Condition #1: The plants must be the medical-grade used for medicinal purposes only. Growing for recreational use is not allowed.

Condition #2. You must inform the authorities first. People will not need to officially register to grow the plants at home, but they should inform the authorities so that Thailand can meet the requirements of the international treatise.

Right now, no clear details have been revealed about how one proves their green plant will be used for medical purposes, or about which authorities need to be informed and how. Even now, saying the word too much in this show can get this episode flagged. Hopefully, Health Minister and champion of vague cannabis laws Anutin Chanvirakul will extrapolate on these points before June 9.

At Anutin’s latest medical conference at Sisaket Rajabhat University, the health minister reminded everyone that the green plant was removed from the list of narcotics in February and the 120 waiting period after the delisting will be up on June 9.

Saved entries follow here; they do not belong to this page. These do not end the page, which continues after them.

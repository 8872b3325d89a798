// SPDX-License-Identifier: MIT
// Copyright (c) 2026 ADNT Sarl <info@adnt.io>

//! Firmware flashing tool for the torque CAN bootloader.
//!
//! Talks to the bus through an SLCAN (serial-line CAN) adapter.
//!
//! Usage:
//!   torque-upload --port /dev/ttyACM0 status
//!   torque-upload --port /dev/ttyACM0 flash firmware.bin --unit 1 --version 2
//!   torque-upload --port /dev/ttyACM0 exit

mod cli;
mod commands;
mod transport;

use anyhow::Result;
use clap::Parser;

fn main() -> Result<()> {
    let args = cli::Cli::parse();
    cli::run(args)
}
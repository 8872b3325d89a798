// SPDX-License-Identifier: MIT
// Copyright (c) 2026 ADNT Sarl <info@adnt.io>

//! Command implementations for bootloader operations.

use std::fs;
use std::path::Path;
use std::time::{Duration, SystemTime, UNIX_EPOCH};

use anyhow::{bail, Context, Result};
use crc::{Crc, CRC_32_ISO_HDLC};
use indicatif::{ProgressBar, ProgressStyle};

use torque_common::protocol::{
    BootloaderStatus, ControlCommand, HandshakeResponse, Register, Reply, Request, WritePayload,
    WriteStatus, ENTRY_SEQ_ARM, ENTRY_SEQ_CONFIRM,
};

use crate::transport::{CanLink, DEFAULT_TIMEOUT_MS};

const CRC32: Crc<u32> = Crc::<u32>::new(&CRC_32_ISO_HDLC);
const TIMEOUT: Duration = Duration::from_millis(DEFAULT_TIMEOUT_MS);
/// A page erase busy-waits on the device; give it headroom.
const ERASE_TIMEOUT: Duration = Duration::from_secs(10);

/// One handshake exchange: send the register write, wait for its ack.
fn handshake(
    link: &mut CanLink,
    register: Register,
    value: u32,
    timeout: Duration,
) -> Result<(HandshakeResponse, u32)> {
    link.send_request(&Request::Handshake { register, value })?;
    let reply = link.wait_reply(timeout, |r| {
        matches!(r, Reply::HandshakeAck { register: ack_reg, .. } if *ack_reg == register)
    })?;
    match reply {
        Reply::HandshakeAck {
            response, value, ..
        } => Ok((response, value)),
        _ => unreachable!("wait_reply filtered for a handshake ack"),
    }
}

fn expect_accepted(
    link: &mut CanLink,
    register: Register,
    value: u32,
    what: &str,
) -> Result<u32> {
    let (response, ack_value) = handshake(link, register, value, TIMEOUT)?;
    if response != HandshakeResponse::Accepted {
        bail!("{what} rejected: {response:?}");
    }
    Ok(ack_value)
}

fn command(link: &mut CanLink, cmd: ControlCommand, what: &str) -> Result<()> {
    expect_accepted(link, Register::Command, cmd.to_wire(), what)?;
    Ok(())
}

fn read_register(link: &mut CanLink, register: Register, what: &str) -> Result<u32> {
    expect_accepted(link, register, 0, what)
}

/// Listen for the next beacon and report the bootloader's state.
pub fn status(link: &mut CanLink) -> Result<()> {
    println!("Listening for beacon...");
    let reply = link.wait_reply(Duration::from_secs(3), |r| matches!(r, Reply::Beacon { .. }))?;

    if let Reply::Beacon {
        status,
        target,
        flash_kib,
        reason,
    } = reply
    {
        println!("Bootloader Status:");
        println!("  Unit:         {}", target);
        println!("  State:        {:?}", status);
        println!("  Flash:        {} KiB available", flash_kib);
        println!("  Entry reason: {:?}", reason);
    }
    Ok(())
}

/// Claim the unit with the arm/confirm entry sequence.
pub fn enter(link: &mut CanLink, unit: u8) -> Result<()> {
    link.send_request(&Request::Entry {
        sequence: ENTRY_SEQ_ARM,
        target: unit,
    })?;
    link.send_request(&Request::Entry {
        sequence: ENTRY_SEQ_CONFIRM,
        target: unit,
    })?;
    link.wait_reply(TIMEOUT, |r| {
        matches!(r, Reply::EntryAck { target } if *target == unit)
    })
    .context("No entry acknowledgement; is the unit in bootloader mode?")?;
    println!("Unit {} claimed.", unit);
    Ok(())
}

/// Flash a firmware image through a complete transaction.
pub fn flash(link: &mut CanLink, file: &Path, unit: u8, version: u32) -> Result<()> {
    let firmware = fs::read(file).with_context(|| format!("Failed to read {}", file.display()))?;
    if firmware.len() < 8 {
        bail!("Image too small to hold a vector table");
    }
    let size = firmware.len() as u32;
    let crc = CRC32.checksum(&firmware);

    println!(
        "Firmware: {} ({} bytes, CRC32: 0x{:08x})",
        file.display(),
        size,
        crc
    );
    println!("Target:   unit {}", unit);
    println!("Version:  {}", version);
    println!();

    enter(link, unit)?;

    // Make sure no other transaction is in flight.
    let beacon = link.wait_reply(Duration::from_secs(2), |r| matches!(r, Reply::Beacon { .. }))?;
    if let Reply::Beacon { status, .. } = beacon {
        if status != BootloaderStatus::Ready {
            bail!("Bootloader is not ready (state {:?})", status);
        }
    }

    // Session token from the clock; any nonzero 16-bit value works.
    let magic = SystemTime::now()
        .duration_since(UNIX_EPOCH)
        .map(|d| d.subsec_nanos() % 0xFFFE + 1)
        .unwrap_or(0xABCD);
    expect_accepted(link, Register::TransactionMagic, magic, "Transaction magic")?;

    // Physical layout, straight from the device.
    command(link, ControlCommand::RequestBlockInfo, "Block info request")?;
    let page_size = read_register(link, Register::PhysicalBlockSize, "Page size read")?;
    let page_count = read_register(link, Register::PhysicalBlockCount, "Page count read")?;
    let start = read_register(link, Register::AvailableFlashStart, "Flash start read")?;
    if size > page_size * page_count {
        bail!(
            "Firmware ({} bytes) does not fit in available flash ({} bytes)",
            size,
            page_size * page_count
        );
    }

    // One logical block covering the whole image.
    command(link, ControlCommand::BeginMemoryMap, "Memory map start")?;
    expect_accepted(link, Register::LogicalBlockCount, 1, "Logical block count")?;
    expect_accepted(link, Register::LogicalBlockStart, start, "Logical block start")?;
    expect_accepted(
        link,
        Register::LogicalBlockSize,
        size.next_multiple_of(2),
        "Logical block size",
    )?;

    // Erase the pages the image will occupy.
    let pages = size.div_ceil(page_size);
    expect_accepted(link, Register::EraseCount, pages, "Erase count")?;

    let pb = ProgressBar::new(pages as u64);
    pb.set_style(
        ProgressStyle::default_bar()
            .template("{spinner:.green} erasing [{bar:40.cyan/blue}] {pos}/{len} pages")?
            .progress_chars("#>-"),
    );
    for i in 0..pages {
        let page = start + i * page_size;
        let (response, _) = handshake(link, Register::PhysicalBlockToErase, page, ERASE_TIMEOUT)?;
        if response != HandshakeResponse::Accepted {
            pb.abandon();
            bail!("Erase of page 0x{:08x} rejected: {:?}", page, response);
        }
        pb.set_position((i + 1) as u64);
    }
    pb.finish();

    command(link, ControlCommand::BeginDownload, "Download start")?;

    // Stream the image as word writes; the tail is padded with erased-state
    // bytes so it stays outside the checksummed size.
    let pb = ProgressBar::new(size as u64);
    pb.set_style(
        ProgressStyle::default_bar()
            .template(
                "{spinner:.green} [{elapsed_precise}] [{bar:40.cyan/blue}] {bytes}/{total_bytes} ({eta})",
            )?
            .progress_chars("#>-"),
    );

    let mut offset = 0usize;
    while offset < firmware.len() {
        let remaining = firmware.len() - offset;
        let payload = if remaining >= 4 {
            WritePayload::Word(u32::from_le_bytes(
                firmware[offset..offset + 4].try_into().unwrap(),
            ))
        } else {
            let mut tail = [0xFFu8; 4];
            tail[..remaining].copy_from_slice(&firmware[offset..]);
            if remaining <= 2 {
                WritePayload::HalfWord(u16::from_le_bytes([tail[0], tail[1]]))
            } else {
                WritePayload::Word(u32::from_le_bytes(tail))
            }
        };
        let address = start + offset as u32;

        link.send_request(&Request::Data { address, payload })?;
        let reply = link.wait_reply(TIMEOUT, |r| {
            matches!(r, Reply::DataAck { address: a, .. } if *a == address)
        })?;
        if let Reply::DataAck { status, .. } = reply {
            if status != WriteStatus::Ok {
                pb.abandon();
                bail!("Write failed at 0x{:08x}: {:?}", address, status);
            }
        }

        offset += payload.len() as usize;
        pb.set_position(offset.min(firmware.len()) as u64);
    }
    pb.finish_with_message("Download complete");
    println!();

    command(link, ControlCommand::FinishDownload, "Download finish")?;

    // Metadata from the image: word 1 of the vector table is the reset
    // handler (entry point), and the table itself sits at the image base.
    let entry = u32::from_le_bytes(firmware[4..8].try_into().unwrap());
    if entry & 1 == 0 {
        bail!("Image reset vector 0x{:08x} is not a Thumb address", entry);
    }
    expect_accepted(link, Register::FirmwareSize, size, "Firmware size")?;
    expect_accepted(link, Register::EntryPoint, entry, "Entry point")?;
    expect_accepted(link, Register::InterruptVector, start, "Interrupt vector")?;
    expect_accepted(link, Register::FirmwareVersion, version, "Firmware version")?;
    expect_accepted(link, Register::FirmwareChecksum, crc, "Firmware checksum")?;

    print!("Committing... ");
    let (response, value) = handshake(
        link,
        Register::Command,
        ControlCommand::CommitFirmware.to_wire(),
        TIMEOUT,
    )?;
    match response {
        HandshakeResponse::Accepted => println!("OK"),
        HandshakeResponse::ChecksumMismatch => bail!(
            "Checksum mismatch: device computed 0x{:08x}, expected 0x{:08x}",
            value,
            crc
        ),
        other => bail!("Commit rejected: {:?}", other),
    }

    println!();
    println!("Firmware flashed successfully!");
    println!(
        "Use 'torque-upload --port {} exit' to start the application.",
        link.port_name()
    );
    Ok(())
}

/// Ask the bootloader to hand off to the application.
pub fn exit(link: &mut CanLink) -> Result<()> {
    link.send_request(&Request::Exit)?;
    let reply = link.wait_reply(TIMEOUT, |r| matches!(r, Reply::ExitAck { .. }))?;
    match reply {
        Reply::ExitAck { confirmed: true } => {
            println!("Exit confirmed; unit is resetting into the application.");
            Ok(())
        }
        _ => bail!("Exit refused (transaction still in progress?)"),
    }
}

Anutin encourages farmers and entrepreneurs to navigate the current legal landmine to utilise the economic potential of the green plant and the potential of infused products. He wants the green plant to “relieve the economic hardship of the people”….and maybe get them into jail.

And that’s all for our report. Thailand News Today will be back on Monday. Meanwhile, you’re now up to date on the Thaiger.